*Directions for this task:* Every line from the first in the listing below to the line containing "pub struct Version" is to be repeated exactly, and no line past it.

*Available records:*
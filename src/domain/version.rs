use crate::domain::prerelease::PreRelease;
use crate::error::{RelkitError, Result};
use std::fmt;

/// Semantic version representation
///
/// Carries the numeric core plus the optional pre-release label and build
/// metadata that release tags may include (e.g. "1.2.3-rc.1+build.5").
#[derive(Debug, Clone, PartialEq, Eq)]
pub struct Version {
    pub major: u32,
    pub minor: u32,
    pub patch: u32,
    pub pre_release: Option<PreRelease>,
    pub build: Option<String>,
}

impl Version {
    /// Create a new version without pre-release or build metadata
    pub fn new(major: u32, minor: u32, patch: u32) -> Self {
        Version {
            major,
            minor,
            patch,
            pre_release: None,
            build: None,
        }
    }

    /// Parse version from a tag string (e.g., "v1.2.3-rc.1" -> 1.2.3-rc.1)
    ///
    /// Accepts an optional 'v' or 'V' prefix. The pre-release part follows
    /// the first '-' after the numeric core; build metadata follows '+'.
    pub fn parse(tag: &str) -> Result<Self> {
        // Remove 'v' or 'V' prefix
        let clean_tag = tag.trim_start_matches('v').trim_start_matches('V');

        // Split off build metadata first: it may itself contain hyphens
        let (rest, build) = match clean_tag.split_once('+') {
            Some((_, b)) if b.is_empty() => {
                return Err(RelkitError::version(format!(
                    "Empty build metadata in '{}'",
                    tag
                )));
            }
            Some((r, b)) => (r, Some(b.to_string())),
            None => (clean_tag, None),
        };

        let (core, pre_release) = match rest.split_once('-') {
            Some((c, p)) => (c, Some(PreRelease::parse(p)?)),
            None => (rest, None),
        };

        // Split by '.' and parse
        let parts: Vec<&str> = core.split('.').collect();
        if parts.len() != 3 {
            return Err(RelkitError::version(format!(
                "Invalid version format: '{}' - expected X.Y.Z",
                tag
            )));
        }

        let major = parts[0]
            .parse::<u32>()
            .map_err(|_| RelkitError::version(format!("Invalid major version: {}", parts[0])))?;
        let minor = parts[1]
            .parse::<u32>()
            .map_err(|_| RelkitError::version(format!("Invalid minor version: {}", parts[1])))?;
        let patch = parts[2]
            .parse::<u32>()
            .map_err(|_| RelkitError::version(format!("Invalid patch version: {}", parts[2])))?;

        Ok(Version {
            major,
            minor,
            patch,
            pre_release,
            build,
        })
    }

    /// True if this version carries a pre-release label
    pub fn is_prerelease(&self) -> bool {
        self.pre_release.is_some()
    }

    /// Release channel label for this version (e.g. 1.2.3 -> "1.2")
    ///
    /// The channel names the release train, so pre-release versions map to
    /// the same channel as the full release they precede.
    pub fn channel(&self) -> String {
        format!("{}.{}", self.major, self.minor)
    }
}

impl fmt::Display for Version {
    fn fmt(&self, f: &mut fmt::Formatter<'_>) -> fmt::Result {
        write!(f, "{}.{}.{}", self.major, self.minor, self.patch)?;
        if let Some(ref pre) = self.pre_release {
            write!(f, "-{}", pre)?;
        }
        if let Some(ref build) = self.build {
            write!(f, "+{}", build)?;
        }
        Ok(())
    }
}

#[cfg(test)]
mod tests {
    use super::*;
    use crate::domain::prerelease::PreReleaseType;

    #[test]
    fn test_version_parse() {
        let v = Version::parse("v1.2.3").unwrap();
        assert_eq!(v.major, 1);
        assert_eq!(v.minor, 2);
        assert_eq!(v.patch, 3);
        assert!(v.pre_release.is_none());
        assert!(v.build.is_none());
    }

    #[test]
    fn test_version_parse_without_v() {
        let v = Version::parse("1.2.3").unwrap();
        assert_eq!(v, Version::new(1, 2, 3));
    }

    #[test]
    fn test_version_parse_uppercase_v() {
        let v = Version::parse("V1.2.3").unwrap();
        assert_eq!(v, Version::new(1, 2, 3));
    }

    #[test]
    fn test_version_parse_prerelease() {
        let v = Version::parse("v0.21.0-rc.1").unwrap();
        assert_eq!(v.major, 0);
        assert_eq!(v.minor, 21);
        assert_eq!(v.patch, 0);
        let pre = v.pre_release.as_ref().unwrap();
        assert_eq!(pre.identifier, PreReleaseType::ReleaseCandidate);
        assert_eq!(pre.iteration, Some(1));
        assert!(v.is_prerelease());
    }

    #[test]
    fn test_version_parse_build_metadata() {
        let v = Version::parse("1.2.3+build.5").unwrap();
        assert_eq!(v.build.as_deref(), Some("build.5"));
        assert!(!v.is_prerelease());
    }

    #[test]
    fn test_version_parse_prerelease_and_build() {
        let v = Version::parse("1.2.3-beta.2+20260807").unwrap();
        assert!(v.is_prerelease());
        assert_eq!(v.build.as_deref(), Some("20260807"));
    }

    #[test]
    fn test_version_parse_invalid() {
        assert!(Version::parse("1.2").is_err());
        assert!(Version::parse("v1.2.3.4").is_err());
        assert!(Version::parse("1.2.x").is_err());
        assert!(Version::parse("1.2.3+").is_err());
    }

    #[test]
    fn test_version_channel() {
        assert_eq!(Version::new(0, 21, 3).channel(), "0.21");
        assert_eq!(Version::parse("v1.4.0-rc.2").unwrap().channel(), "1.4");
    }

    #[test]
    fn test_version_display() {
        assert_eq!(Version::new(1, 2, 3).to_string(), "1.2.3");
        assert_eq!(
            Version::parse("v1.2.3-rc.1+build").unwrap().to_string(),
            "1.2.3-rc.1+build"
        );
    }
}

*Expected answer:*
filename src/domain/version.rs
use crate::domain::prerelease::PreRelease;
use crate::error::{RelkitError, Result};
use std::fmt;

/// Semantic version representation
///
/// Carries the numeric core plus the optional pre-release label and build
/// metadata that release tags may include (e.g. "1.2.3-rc.1+build.5").
#[derive(Debug, Clone, PartialEq, Eq)]
pub struct Version {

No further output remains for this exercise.